--- BRIEF ---
Search the records for lines that contain the word "remainder". Copy them all.

[[ SUPPLIED RECORDS open ]]

//! Per-lane restoring division.
//!
//! Each lane divides magnitudes one quotient bit at a time, most significant
//! bit first, and applies the signs at the end:
//! 1. **Preparation:** Take absolute values of signed operands and record the
//!    result signs. A zero divisor short-circuits to the divide-by-zero result.
//! 2. **Iteration:** Shift the next dividend bit into the partial remainder and
//!    subtract the divisor whenever it fits, setting the quotient bit.
//! 3. **Fix-up:** Negate the quotient when the operand signs differ and the
//!    remainder when the dividend was negative, truncating to the lane width.
//!
//! Truncating the negated magnitude quotient to the lane width makes
//! `MIN / -1` come out as `MIN` with remainder zero without a special case.

use super::request::{DivRequest, DivResult, ElementWidth};
use crate::common::lanes::DivVector;

/// Division state of a single lane.
#[derive(Clone, Copy, Debug, PartialEq, Eq)]
pub struct LaneDivision {
    width: ElementWidth,
    dividend: u64,
    divisor: u64,
    /// Partial remainder; one bit wider than a lane while shifting.
    rem: u128,
    quot: u64,
    /// Dividend bits not yet shifted in.
    bits_left: u32,
    negate_quot: bool,
    negate_rem: bool,
    /// Raw dividend lane, kept for the divide-by-zero remainder.
    raw_dividend: u64,
    by_zero: bool,
}

const fn magnitude(value: u64, width: ElementWidth, signed: bool) -> (u64, bool) {
    let mask = width.view().lane_mask();
    if signed && value & width.sign_bit() != 0 {
        ((value.wrapping_neg()) & mask, true)
    } else {
        (value, false)
    }
}

impl LaneDivision {
    /// Prepares one lane from raw lane bits.
    pub const fn prepare(width: ElementWidth, signed: bool, dividend: u64, divisor: u64) -> Self {
        let (a, a_neg) = magnitude(dividend, width, signed);
        let (b, b_neg) = magnitude(divisor, width, signed);
        Self {
            width,
            dividend: a,
            divisor: b,
            rem: 0,
            quot: 0,
            bits_left: width.bits(),
            negate_quot: a_neg != b_neg,
            negate_rem: a_neg,
            raw_dividend: dividend,
            by_zero: divisor == 0,
        }
    }

    /// Returns true when the divisor is zero.
    #[inline]
    pub const fn by_zero(&self) -> bool {
        self.by_zero
    }

    /// Returns true once every quotient bit is known.
    #[inline]
    pub const fn is_complete(&self) -> bool {
        self.by_zero || self.bits_left == 0
    }

    /// Retires up to `bits` quotient bits.
    pub fn iterate(&mut self, bits: u32) {
        if self.by_zero {
            return;
        }
        let divisor = u128::from(self.divisor);
        for _ in 0..bits.min(self.bits_left) {
            self.bits_left -= 1;
            let next = (self.dividend >> self.bits_left) & 1;
            self.rem = (self.rem << 1) | u128::from(next);
            if self.rem >= divisor {
                self.rem -= divisor;
                self.quot |= 1 << self.bits_left;
            }
        }
    }

    /// Final `(quotient, remainder)` lane bits.
    ///
    /// Only meaningful once [`is_complete`](Self::is_complete) holds.
    pub const fn finish(&self) -> (u64, u64) {
        let mask = self.width.view().lane_mask();
        if self.by_zero {
            return (mask, self.raw_dividend & mask);
        }
        // rem < divisor <= lane max, so it fits a lane.
        let rem = self.rem as u64;
        let quot = if self.negate_quot { self.quot.wrapping_neg() } else { self.quot };
        let rem = if self.negate_rem { rem.wrapping_neg() } else { rem };
        (quot & mask, rem & mask)
    }
}

/// Lane states of a whole request; inactive lanes are `None`.
pub fn prepare_lanes(req: &DivRequest) -> Vec<Option<LaneDivision>> {
    let view = req.width.view();
    (0..view.count())
        .map(|i| {
            req.mask.is_active(i).then(|| {
                LaneDivision::prepare(
                    req.width,
                    req.signed,
                    req.dividend.lane(view, i),
                    req.divisor.lane(view, i),
                )
            })
        })
        .collect()
}

/// Packs finished lane states into a [`DivResult`].
pub fn collect(width: ElementWidth, lanes: &[Option<LaneDivision>]) -> DivResult {
    let view = width.view();
    let mut out = DivResult::default();
    for (i, lane) in lanes.iter().enumerate() {
        let Some(lane) = lane else { continue };
        let (q, r) = lane.finish();
        out.quotient.set_lane(view, i, q);
        out.remainder.set_lane(view, i, r);
        if lane.by_zero() {
            out.dz_mask |= 1 << i;
        }
    }
    out
}

/// Divides a whole request at once; the reference the cycle model must match.
pub fn divide(req: &DivRequest) -> DivResult {
    let mut lanes = prepare_lanes(req);
    for lane in lanes.iter_mut().flatten() {
        lane.iterate(req.width.bits());
    }
    collect(req.width, &lanes)
}

/// Convenience for building divider registers from lane values.
pub fn pack(width: ElementWidth, lanes: impl IntoIterator<Item = u64>) -> DivVector {
    DivVector::from_lanes(width.view(), lanes)
}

[[ SUPPLIED RECORDS closed ]]

--- ANSWER TO THE PROBLEM ---
//! 2. **Iteration:** Shift the next dividend bit into the partial remainder and
//!    remainder when the dividend was negative, truncating to the lane width.
//! `MIN / -1` come out as `MIN` with remainder zero without a special case.
    /// Partial remainder; one bit wider than a lane while shifting.
    /// Raw dividend lane, kept for the divide-by-zero remainder.
    /// Final `(quotient, remainder)` lane bits.
        out.remainder.set_lane(view, i, r);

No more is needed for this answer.